[Start of section]

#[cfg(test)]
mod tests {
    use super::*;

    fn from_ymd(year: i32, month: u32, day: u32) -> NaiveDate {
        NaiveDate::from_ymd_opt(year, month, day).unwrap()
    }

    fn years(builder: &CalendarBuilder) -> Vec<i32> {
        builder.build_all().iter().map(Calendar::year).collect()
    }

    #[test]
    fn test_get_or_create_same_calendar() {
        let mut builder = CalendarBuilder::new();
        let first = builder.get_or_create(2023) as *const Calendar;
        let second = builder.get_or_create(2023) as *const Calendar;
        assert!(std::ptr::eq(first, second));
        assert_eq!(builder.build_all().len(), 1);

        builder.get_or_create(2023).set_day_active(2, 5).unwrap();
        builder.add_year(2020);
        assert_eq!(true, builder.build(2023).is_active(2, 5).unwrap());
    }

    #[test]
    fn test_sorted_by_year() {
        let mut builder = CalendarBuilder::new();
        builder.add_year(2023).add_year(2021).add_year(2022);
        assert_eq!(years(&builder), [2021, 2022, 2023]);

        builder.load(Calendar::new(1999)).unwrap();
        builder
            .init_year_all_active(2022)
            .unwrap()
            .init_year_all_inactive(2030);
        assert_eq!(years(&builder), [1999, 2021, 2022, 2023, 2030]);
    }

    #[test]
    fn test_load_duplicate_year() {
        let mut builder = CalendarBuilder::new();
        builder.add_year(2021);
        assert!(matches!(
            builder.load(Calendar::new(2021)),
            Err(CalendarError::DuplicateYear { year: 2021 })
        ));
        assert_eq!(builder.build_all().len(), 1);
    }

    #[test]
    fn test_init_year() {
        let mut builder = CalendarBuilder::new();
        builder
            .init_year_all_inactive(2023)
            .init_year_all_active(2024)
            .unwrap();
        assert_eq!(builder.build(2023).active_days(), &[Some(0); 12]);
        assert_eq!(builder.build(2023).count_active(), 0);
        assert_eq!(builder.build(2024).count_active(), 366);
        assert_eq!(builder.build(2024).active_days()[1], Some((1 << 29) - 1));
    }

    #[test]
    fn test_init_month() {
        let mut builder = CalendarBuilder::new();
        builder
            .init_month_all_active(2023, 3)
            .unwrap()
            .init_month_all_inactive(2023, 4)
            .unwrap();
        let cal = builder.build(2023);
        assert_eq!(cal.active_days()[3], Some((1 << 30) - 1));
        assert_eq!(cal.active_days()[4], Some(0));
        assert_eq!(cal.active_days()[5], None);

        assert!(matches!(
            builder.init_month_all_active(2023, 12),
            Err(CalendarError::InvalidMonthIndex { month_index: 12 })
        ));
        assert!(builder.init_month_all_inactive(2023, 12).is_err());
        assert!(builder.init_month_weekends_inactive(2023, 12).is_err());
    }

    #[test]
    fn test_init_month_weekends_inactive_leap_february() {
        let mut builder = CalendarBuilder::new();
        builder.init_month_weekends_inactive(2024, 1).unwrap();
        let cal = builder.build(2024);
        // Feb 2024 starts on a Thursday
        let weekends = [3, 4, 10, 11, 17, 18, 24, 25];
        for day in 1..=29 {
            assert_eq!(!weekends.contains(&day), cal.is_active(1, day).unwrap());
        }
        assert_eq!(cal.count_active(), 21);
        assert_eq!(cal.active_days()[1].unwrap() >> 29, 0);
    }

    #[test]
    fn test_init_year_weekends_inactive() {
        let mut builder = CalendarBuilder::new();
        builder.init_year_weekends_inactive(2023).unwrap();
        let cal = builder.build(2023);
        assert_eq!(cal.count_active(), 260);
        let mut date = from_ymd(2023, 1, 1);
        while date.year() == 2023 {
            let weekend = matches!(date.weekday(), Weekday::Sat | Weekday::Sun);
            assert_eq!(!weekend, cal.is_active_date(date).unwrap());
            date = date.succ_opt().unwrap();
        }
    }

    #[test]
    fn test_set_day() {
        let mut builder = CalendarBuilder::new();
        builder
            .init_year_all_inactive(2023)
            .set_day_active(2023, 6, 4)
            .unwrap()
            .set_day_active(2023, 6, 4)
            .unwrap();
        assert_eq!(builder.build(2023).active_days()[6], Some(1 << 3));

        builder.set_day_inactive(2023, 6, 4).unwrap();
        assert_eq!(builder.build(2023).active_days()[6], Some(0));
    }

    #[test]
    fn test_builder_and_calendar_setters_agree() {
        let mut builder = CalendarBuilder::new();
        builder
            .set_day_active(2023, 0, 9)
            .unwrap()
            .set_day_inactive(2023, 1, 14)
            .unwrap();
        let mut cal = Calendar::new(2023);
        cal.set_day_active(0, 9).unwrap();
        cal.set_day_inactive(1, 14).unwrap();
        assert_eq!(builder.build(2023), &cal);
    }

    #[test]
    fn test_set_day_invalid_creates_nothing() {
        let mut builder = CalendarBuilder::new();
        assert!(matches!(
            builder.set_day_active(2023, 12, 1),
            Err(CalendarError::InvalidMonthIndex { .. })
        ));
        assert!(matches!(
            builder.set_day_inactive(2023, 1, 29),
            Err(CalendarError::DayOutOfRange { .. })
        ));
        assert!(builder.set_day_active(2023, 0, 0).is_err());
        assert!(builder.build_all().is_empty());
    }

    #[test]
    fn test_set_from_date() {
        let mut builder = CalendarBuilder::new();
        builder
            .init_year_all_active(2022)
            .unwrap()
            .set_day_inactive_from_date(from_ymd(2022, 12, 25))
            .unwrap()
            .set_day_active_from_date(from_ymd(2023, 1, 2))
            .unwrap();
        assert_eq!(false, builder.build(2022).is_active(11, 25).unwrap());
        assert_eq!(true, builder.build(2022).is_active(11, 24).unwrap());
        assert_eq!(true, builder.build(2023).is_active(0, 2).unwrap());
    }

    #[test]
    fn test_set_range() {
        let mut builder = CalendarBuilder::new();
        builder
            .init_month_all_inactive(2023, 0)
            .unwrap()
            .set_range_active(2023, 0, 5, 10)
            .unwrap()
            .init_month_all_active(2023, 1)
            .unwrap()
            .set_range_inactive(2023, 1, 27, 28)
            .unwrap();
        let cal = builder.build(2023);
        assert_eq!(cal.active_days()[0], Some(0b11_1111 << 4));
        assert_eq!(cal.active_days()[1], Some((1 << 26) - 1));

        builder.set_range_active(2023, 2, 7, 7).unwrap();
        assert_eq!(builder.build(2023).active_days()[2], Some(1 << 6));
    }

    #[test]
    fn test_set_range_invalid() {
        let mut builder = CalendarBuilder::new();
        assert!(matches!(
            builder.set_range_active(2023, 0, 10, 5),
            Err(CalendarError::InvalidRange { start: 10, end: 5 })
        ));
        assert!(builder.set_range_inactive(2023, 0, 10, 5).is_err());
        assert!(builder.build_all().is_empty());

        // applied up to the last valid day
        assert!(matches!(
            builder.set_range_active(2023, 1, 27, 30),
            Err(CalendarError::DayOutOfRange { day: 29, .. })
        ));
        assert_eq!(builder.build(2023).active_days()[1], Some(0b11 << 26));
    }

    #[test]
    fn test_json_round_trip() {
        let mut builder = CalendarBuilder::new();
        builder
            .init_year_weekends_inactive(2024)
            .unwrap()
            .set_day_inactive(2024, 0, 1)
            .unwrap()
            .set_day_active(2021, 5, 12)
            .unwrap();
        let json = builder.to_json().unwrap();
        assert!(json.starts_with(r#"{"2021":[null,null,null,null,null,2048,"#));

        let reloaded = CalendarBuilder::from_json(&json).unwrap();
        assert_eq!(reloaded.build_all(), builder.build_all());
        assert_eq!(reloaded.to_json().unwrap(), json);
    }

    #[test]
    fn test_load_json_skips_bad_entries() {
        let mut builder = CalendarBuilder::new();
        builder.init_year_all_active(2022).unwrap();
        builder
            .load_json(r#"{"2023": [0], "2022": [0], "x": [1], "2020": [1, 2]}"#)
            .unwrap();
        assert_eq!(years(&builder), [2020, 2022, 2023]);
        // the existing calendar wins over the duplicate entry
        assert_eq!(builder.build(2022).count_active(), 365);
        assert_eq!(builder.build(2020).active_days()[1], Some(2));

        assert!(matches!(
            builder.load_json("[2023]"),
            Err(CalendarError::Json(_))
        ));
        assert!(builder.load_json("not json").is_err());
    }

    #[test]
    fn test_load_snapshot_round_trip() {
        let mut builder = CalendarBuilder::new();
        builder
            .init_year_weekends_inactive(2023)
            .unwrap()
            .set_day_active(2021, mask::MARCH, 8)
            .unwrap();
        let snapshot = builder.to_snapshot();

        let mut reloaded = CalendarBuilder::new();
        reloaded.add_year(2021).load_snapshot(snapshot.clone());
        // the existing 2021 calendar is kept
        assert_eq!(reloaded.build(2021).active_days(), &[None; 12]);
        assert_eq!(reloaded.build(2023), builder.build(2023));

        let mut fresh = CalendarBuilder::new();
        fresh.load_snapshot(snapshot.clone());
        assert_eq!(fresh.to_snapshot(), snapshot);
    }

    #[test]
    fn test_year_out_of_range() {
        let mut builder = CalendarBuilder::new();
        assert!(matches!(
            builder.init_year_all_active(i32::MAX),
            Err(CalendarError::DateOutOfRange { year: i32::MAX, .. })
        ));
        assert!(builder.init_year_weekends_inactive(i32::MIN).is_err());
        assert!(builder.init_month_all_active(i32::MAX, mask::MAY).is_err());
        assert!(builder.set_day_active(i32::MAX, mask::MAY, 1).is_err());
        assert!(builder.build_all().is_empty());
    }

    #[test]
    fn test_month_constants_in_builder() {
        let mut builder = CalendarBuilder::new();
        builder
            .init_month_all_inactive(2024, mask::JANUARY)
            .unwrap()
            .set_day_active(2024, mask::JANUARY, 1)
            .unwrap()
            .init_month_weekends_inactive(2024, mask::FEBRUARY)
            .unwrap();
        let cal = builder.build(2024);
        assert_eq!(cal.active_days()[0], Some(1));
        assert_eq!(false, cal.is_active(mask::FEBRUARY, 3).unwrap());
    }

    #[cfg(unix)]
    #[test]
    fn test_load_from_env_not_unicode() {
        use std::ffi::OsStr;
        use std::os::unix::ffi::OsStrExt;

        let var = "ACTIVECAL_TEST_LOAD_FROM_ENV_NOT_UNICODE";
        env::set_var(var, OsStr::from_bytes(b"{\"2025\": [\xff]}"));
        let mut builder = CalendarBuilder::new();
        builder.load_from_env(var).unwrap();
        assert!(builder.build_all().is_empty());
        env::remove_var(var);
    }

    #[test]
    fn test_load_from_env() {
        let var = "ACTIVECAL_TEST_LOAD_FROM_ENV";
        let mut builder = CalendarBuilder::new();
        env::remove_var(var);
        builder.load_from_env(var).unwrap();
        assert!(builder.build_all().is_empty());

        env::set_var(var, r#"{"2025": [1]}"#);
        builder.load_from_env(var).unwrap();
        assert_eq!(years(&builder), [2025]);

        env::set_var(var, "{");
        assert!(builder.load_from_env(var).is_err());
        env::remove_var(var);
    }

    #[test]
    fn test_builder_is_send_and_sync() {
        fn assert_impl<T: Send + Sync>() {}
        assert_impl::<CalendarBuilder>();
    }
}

[End of section]

- Directions
Of the lines above, copy each one that contains the word "years".

- The answer
    fn years(builder: &CalendarBuilder) -> Vec<i32> {
        assert_eq!(years(&builder), [2021, 2022, 2023]);
        assert_eq!(years(&builder), [1999, 2021, 2022, 2023, 2030]);
        assert_eq!(years(&builder), [2020, 2022, 2023]);
        assert_eq!(years(&builder), [2025]);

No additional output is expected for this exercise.